Tennessee’s COVID-19 vaccine rollout has been delayed after the federal Operation Warp Speed failed to follow through on distribution promises. 

“If I had more vaccines, we would give them out faster,” state Health Commissioner Lisa Piercey told reporters Friday afternoon. "But we just are still constrained by supply."

The state was set to receive a weekly allocation of 90,000 doses from Operation Warp Speed starting at the beginning of January, with that supply expected to grow week over week. But Piercey said the federal effort has so far fallen short of those distribution projections, while also leading state officials to believe — and rely on — that there was a reserve of vaccine for second doses that didn’t actually exist.

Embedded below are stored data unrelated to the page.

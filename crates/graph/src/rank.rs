use crate::types::CodeGraph;
use petgraph::visit::EdgeRef;
use std::collections::BTreeSet;

const DAMPING: f64 = 0.85;
const TOLERANCE: f64 = 1.0e-6;
const MAX_ITERATIONS: usize = 100;

/// PageRank by power iteration over every node, isolated ones included.
///
/// Parallel edges count once and dangling mass is spread uniformly. Returns `None`
/// for an empty graph or when the iteration does not converge.
pub fn pagerank(graph: &CodeGraph) -> Option<Vec<f64>> {
    let n = graph.node_count();
    if n == 0 {
        return None;
    }

    let mut successors: Vec<BTreeSet<usize>> = vec![BTreeSet::new(); n];
    for edge in graph.graph.edge_references() {
        successors[edge.source().index()].insert(edge.target().index());
    }

    let uniform = 1.0 / n as f64;
    let mut rank = vec![uniform; n];

    for _ in 0..MAX_ITERATIONS {
        let previous = rank;
        rank = vec![0.0; n];

        let dangling: f64 = successors
            .iter()
            .zip(&previous)
            .filter(|(succ, _)| succ.is_empty())
            .map(|(_, r)| r)
            .sum();

        for (node, succ) in successors.iter().enumerate() {
            if succ.is_empty() {
                continue;
            }
            let share = DAMPING * previous[node] / succ.len() as f64;
            for &target in succ {
                rank[target] += share;
            }
        }

        let base = (1.0 - DAMPING) * uniform + DAMPING * dangling * uniform;
        for value in rank.iter_mut() {
            *value += base;
        }

        let error: f64 = rank.iter().zip(&previous).map(|(a, b)| (a - b).abs()).sum();
        if error < n as f64 * TOLERANCE {
            return Some(rank);
        }
    }

    None
}

/// Store each node's score as `importance_score`, falling back to 0 everywhere
pub fn apply_importance(graph: &mut CodeGraph) {
    let scores = pagerank(graph);
    if scores.is_none() && graph.node_count() > 0 {
        log::warn!("Importance scoring did not converge; defaulting all scores to 0");
    }

    let indices: Vec<_> = graph.graph.node_indices().collect();
    for idx in indices {
        let score = scores
            .as_ref()
            .and_then(|s| s.get(idx.index()).copied())
            .unwrap_or(0.0);
        if let Some(node) = graph.get_node_mut(idx) {
            node.importance_score = score;
        }
    }
}
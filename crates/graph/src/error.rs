use thiserror::Error;

pub type Result<T> = std::result::Result<T, GraphError>;

#[derive(Error, Debug)]
pub enum GraphError {
    #[error("Node '{0}' not found in graph.")]
    NodeNotFound(String),

    #[error("Missing {artifact} at {path}. Run `codemap index` first.")]
    MissingArtifact { artifact: String, path: String },

    #[error("Error: Diagram too complex ({nodes} nodes). Filtered out external libs but still too big. Try depth=1.")]
    DiagramTooComplex { nodes: usize, ceiling: usize },

    #[error("Error: {0}")]
    EmptyRequest(String),

    #[error("Graph build error: {0}")]
    BuildError(String),

    #[error("Cannot read source: {0}")]
    SourceUnavailable(String),

    #[error("IO error: {0}")]
    IoError(#[from] std::io::Error),

    #[error("Corrupted artifact: {0}")]
    SerializationError(#[from] serde_json::Error),

    #[error("{0}")]
    Other(String),
}

impl GraphError {
    pub fn missing_artifact(artifact: impl Into<String>, path: &std::path::Path) -> Self {
        Self::MissingArtifact {
            artifact: artifact.into(),
            path: path.display().to_string(),
        }
    }
}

“That hurt us,” she said. 

Piercey said she hopes to see supply increase by the start of February, at which point the state could grow its distribution operation to scale. 

“Within a day or two, I could deliver a five-time multiple. And within a week or two, I could deliver a 10-time multiple,” she said. “It’s just the product I don’t have.”

In the meantime, the Tennessee Department of Health has made some adjustments to its rollout plan. Piercey on Friday told reporters that county jailers and corrections officers are now being vaccinated alongside health care workers and first responders in Phase 1a1. Those incarcerated in the same facilities were not.

Piercey said the decision was based on data indicating high risk of transmission in those environments and the state’s inability to replace those workers should they become infected.

“Part of the calculus here is staffing these prisons and jails,” she said. “There are very few alternatives to prison staffing, so when jailers become ill and cannot work, there is little ability to ramp up and backfill positions.”

With vaccines approved only for those aged 16 and older, the health department also has moved families of medically fragile children up on the vaccination plan in an effort to protect them from household transmission. Family members of vulnerable adults who cannot receive the vaccine for medical reasons may also be considered. 

The vaccine window for Tennessee residents who are 65 and older has also been pushed back to March due to the limited supply. 

As of Thursday afternoon, nearly 500,000 people have been vaccinated in the state.  Almost every resident in long-term care facilities has received a first round of vaccine, according to state data.